* What the task requires *
Beginning with the line that contains "Self::with_http_client(config, reqwest::Client::new())" in the material below, print each line exactly until the line that contains "pub fn config(&self)" has been printed, then stop.

Start of Records for the exercise

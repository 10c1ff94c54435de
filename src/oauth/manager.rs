//! OAuth token exchange and refresh against one provider's endpoints.

use super::OAuthToken;
use crate::error::{CloudError, Result};
use reqwest::header::{ACCEPT, CONTENT_TYPE};
use serde::Deserialize;
use zeroize::Zeroizing;

/// OAuth client configuration for one provider.
#[derive(Clone)]
pub struct OAuthConfig {
    pub client_id: String,
    pub client_secret: Zeroizing<String>,
    /// OAuth authorization endpoint URL
    pub auth_url: String,
    /// OAuth token exchange endpoint URL
    pub token_url: String,
    pub redirect_uri: String,
    /// Scopes requested when the caller passes none
    pub scopes: Vec<String>,
}

impl OAuthConfig {
    /// Loads client id and secret from `CLOUDLINK_OAUTH_CLIENT_ID` /
    /// `CLOUDLINK_OAUTH_CLIENT_SECRET`; endpoints come from `settings`.
    pub fn from_env(settings: &crate::config::OAuthSettings) -> anyhow::Result<Self> {
        use anyhow::Context;

        let client_id = std::env::var("CLOUDLINK_OAUTH_CLIENT_ID")
            .context("CLOUDLINK_OAUTH_CLIENT_ID not set")?;
        let client_secret = std::env::var("CLOUDLINK_OAUTH_CLIENT_SECRET")
            .context("CLOUDLINK_OAUTH_CLIENT_SECRET not set")?;

        Ok(Self {
            client_id,
            client_secret: Zeroizing::new(client_secret),
            auth_url: settings.auth_url.clone(),
            token_url: settings.token_url.clone(),
            redirect_uri: settings.redirect_uri.clone(),
            scopes: settings.scopes.clone(),
        })
    }
}

impl std::fmt::Debug for OAuthConfig {
    fn fmt(&self, f: &mut std::fmt::Formatter<'_>) -> std::fmt::Result {
        f.debug_struct("OAuthConfig")
            .field("client_id", &self.client_id)
            .field("client_secret", &"[redacted]")
            .field("auth_url", &self.auth_url)
            .field("token_url", &self.token_url)
            .field("redirect_uri", &self.redirect_uri)
            .field("scopes", &self.scopes)
            .finish()
    }
}

/// OAuth token response (standard OAuth 2.0). Some hosts answer 200 with an
/// `error` body instead of a token, so every field is optional here.
#[derive(Deserialize)]
struct TokenResponse {
    #[serde(default)]
    access_token: Option<String>,
    #[serde(default)]
    refresh_token: Option<String>,
    #[serde(default)]
    expires_in: Option<i64>,
    #[serde(default)]
    token_type: Option<String>,
    #[serde(default)]
    error: Option<String>,
    #[serde(default)]
    error_description: Option<String>,
}

/// Drives the authorization-code and refresh-token grants.
pub struct OAuthManager {
    config: OAuthConfig,
    http_client: reqwest::Client,
}

impl OAuthManager {
    pub fn new(config: OAuthConfig) -> Result<Self> {
        Self::with_http_client(config, reqwest::Client::new())
    }

    /// Uses a caller-built client so the caller's HTTP timeout applies.
    pub fn with_http_client(config: OAuthConfig, http_client: reqwest::Client) -> Result<Self> {
        if config.client_id.trim().is_empty() {
            return Err(CloudError::validation("client_id", "must not be empty"));
        }
        if config.client_secret.trim().is_empty() {
            return Err(CloudError::validation("client_secret", "must not be empty"));
        }
        if config.token_url.trim().is_empty() {
            return Err(CloudError::validation("token_url", "must not be empty"));
        }
        Ok(Self {
            config,
            http_client,
        })
    }

    pub fn config(&self) -> &OAuthConfig {
        &self.config
    }

    /// Builds the authorization URL. Never includes the client secret.
    ///
    /// `scopes` falls back to the configured scopes when empty.
    pub fn generate_auth_url(&self, state: &str, scopes: &[String]) -> Result<String> {
        if state.trim().is_empty() {
            return Err(CloudError::validation("state", "must not be empty"));
        }
        let scopes = if scopes.is_empty() {
            self.config.scopes.join(" ")
        } else {
            scopes.join(" ")
        };
        let separator = if self.config.auth_url.contains('?') {
            '&'
        } else {
            '?'
        };

        Ok(format!(
            "{}{}client_id={}&redirect_uri={}&response_type=code&scope={}&state={}",
            self.config.auth_url,
            separator,
            urlencoding::encode(&self.config.client_id),
            urlencoding::encode(&self.config.redirect_uri),
            urlencoding::encode(&scopes),
            urlencoding::encode(state)
        ))
    }

    /// Exchanges an authorization code for tokens.
    ///
    /// An empty code fails with `Validation` before any network call.
    pub async fn exchange_code_for_token(&self, code: &str) -> Result<OAuthToken> {
        if code.trim().is_empty() {
            return Err(CloudError::validation("code", "must not be empty"));
        }

        let form = [
            ("client_id", self.config.client_id.as_str()),
            ("client_secret", self.config.client_secret.as_str()),
            ("code", code),
            ("redirect_uri", self.config.redirect_uri.as_str()),
            ("grant_type", "authorization_code"),
        ];

        tracing::debug!(token_url = %self.config.token_url, "Exchanging authorization code for token");
        let response = self.post_token_request(&form).await?;
        self.token_from_response(response, None)
    }

    /// Obtains a new access token. If the provider omits a new refresh
    /// token, the caller's original one is kept.
    pub async fn refresh_access_token(&self, refresh_token: &str) -> Result<OAuthToken> {
        if refresh_token.trim().is_empty() {
            return Err(CloudError::validation("refresh_token", "must not be empty"));
        }

        let form = [
            ("client_id", self.config.client_id.as_str()),
            ("client_secret", self.config.client_secret.as_str()),
            ("refresh_token", refresh_token),
            ("grant_type", "refresh_token"),
        ];

        tracing::debug!(token_url = %self.config.token_url, "Refreshing access token");
        let response = self.post_token_request(&form).await?;
        self.token_from_response(response, Some(refresh_token))
    }

    async fn post_token_request(&self, form: &[(&str, &str)]) -> Result<TokenResponse> {
        let response = self
            .http_client
            .post(&self.config.token_url)
            .header(ACCEPT, "application/json")
            .form(form)
            .send()
            .await
            .map_err(|e| CloudError::transport(e).context("oauth token request"))?;

        let status = response.status();
        let form_encoded = response
            .headers()
            .get(CONTENT_TYPE)
            .and_then(|v| v.to_str().ok())
            .map(|v| v.contains("application/x-www-form-urlencoded"))
            .unwrap_or(false);
        let body = response
            .text()
            .await
            .map_err(|e| CloudError::transport(e).context("oauth token response"))?;

        let parsed: Option<TokenResponse> = if form_encoded {
            serde_urlencoded::from_str(&body).ok()
        } else {
            serde_json::from_str(&body).ok()
        };

        if !status.is_success() {
            let message = parsed
                .and_then(|r| r.error_description.or(r.error))
                .unwrap_or_else(|| {
                    status
                        .canonical_reason()
                        .unwrap_or("token request failed")
                        .to_string()
                });
            return Err(CloudError::provider(status.as_u16(), self.redact(&message)));
        }

        parsed.ok_or_else(|| {
            CloudError::provider(status.as_u16(), "token response could not be parsed")
        })
    }

    fn token_from_response(
        &self,
        response: TokenResponse,
        previous_refresh: Option<&str>,
    ) -> Result<OAuthToken> {
        let Some(access_token) = response.access_token else {
            let message = response
                .error_description
                .or(response.error)
                .unwrap_or_else(|| "token response did not include an access token".to_string());
            return Err(CloudError::provider(400, self.redact(&message)));
        };

        tracing::debug!(
            has_refresh_token = response.refresh_token.is_some(),
            expires_in = ?response.expires_in,
            "Token issued"
        );

        let refresh_token = response
            .refresh_token
            .or_else(|| previous_refresh.map(str::to_string));

        Ok(OAuthToken::issued_now(
            access_token,
            refresh_token,
            response.expires_in,
            response.token_type.unwrap_or_else(|| "Bearer".to_string()),
        ))
    }

    /// Strips the client secret from upstream text before it is surfaced.
    fn redact(&self, message: &str) -> String {
        message.replace(self.config.client_secret.as_str(), "[redacted]")
    }
}
//! Authorization-code flow from redirect to stored credential.

use super::{OAuthManager, StateEntry, StateManager};
use crate::config::OAuthSettings;
use crate::credentials::{Metadata, TokenVault};
use crate::error::{CloudError, Result};
use tracing::{info, warn};

/// Where to send the user, and the state the callback must echo back.
#[derive(Debug, Clone)]
pub struct AuthorizationRequest {
    pub state: String,
    pub url: String,
}

/// Ties each callback to the attempt that started it before any code is
/// exchanged.
pub struct AuthorizationFlow {
    oauth: OAuthManager,
    states: StateManager,
}

impl AuthorizationFlow {
    pub fn new(oauth: OAuthManager, settings: &OAuthSettings) -> Self {
        Self::with_states(oauth, StateManager::new(settings.state_expiry_seconds))
    }

    pub fn with_states(oauth: OAuthManager, states: StateManager) -> Self {
        Self { oauth, states }
    }

    pub fn oauth(&self) -> &OAuthManager {
        &self.oauth
    }

    pub fn pending(&self) -> usize {
        self.states.len()
    }

    /// Issues a state for `(owner_id, provider)` and the URL carrying it.
    pub fn begin_authorization(
        &self,
        owner_id: &str,
        provider: &str,
        scopes: &[String],
    ) -> Result<AuthorizationRequest> {
        if owner_id.trim().is_empty() {
            return Err(CloudError::validation("owner_id", "must not be empty"));
        }
        if provider.trim().is_empty() {
            return Err(CloudError::validation("provider", "must not be empty"));
        }

        let state = self.states.create_state(owner_id, provider);
        let url = self.oauth.generate_auth_url(&state, scopes)?;
        info!(owner_id = %owner_id, provider = %provider, "Authorization started");
        Ok(AuthorizationRequest { state, url })
    }

    /// Consumes `state`, exchanges `code` and stores the tokens for the
    /// owner and provider the state was issued to.
    ///
    /// An unknown, reused or lapsed state fails with `Authentication` and
    /// makes no network call.
    pub async fn complete_authorization(
        &self,
        state: &str,
        code: &str,
        vault: &TokenVault,
    ) -> Result<StateEntry> {
        let Some(entry) = self.states.validate_and_consume(state) else {
            warn!("Rejected OAuth callback with unknown or expired state");
            return Err(CloudError::Authentication(
                "OAuth state is unknown, already used or expired".to_string(),
            ));
        };

        let token = self
            .oauth
            .exchange_code_for_token(code)
            .await
            .map_err(|e| e.context(format!("authorize {}", entry.provider)))?;

        let mut metadata = Metadata::new();
        metadata.insert("authorized_at".to_string(), chrono::Utc::now().to_rfc3339());
        vault.save_token(&entry.owner_id, &entry.provider, &token, metadata)?;

        info!(owner_id = %entry.owner_id, provider = %entry.provider, "Authorization completed");
        Ok(entry)
    }
}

End of Records for the exercise

* Answer for the task *
        Self::with_http_client(config, reqwest::Client::new())
    }

    /// Uses a caller-built client so the caller's HTTP timeout applies.
    pub fn with_http_client(config: OAuthConfig, http_client: reqwest::Client) -> Result<Self> {
        if config.client_id.trim().is_empty() {
            return Err(CloudError::validation("client_id", "must not be empty"));
        }
        if config.client_secret.trim().is_empty() {
            return Err(CloudError::validation("client_secret", "must not be empty"));
        }
        if config.token_url.trim().is_empty() {
            return Err(CloudError::validation("token_url", "must not be empty"));
        }
        Ok(Self {
            config,
            http_client,
        })
    }

    pub fn config(&self) -> &OAuthConfig {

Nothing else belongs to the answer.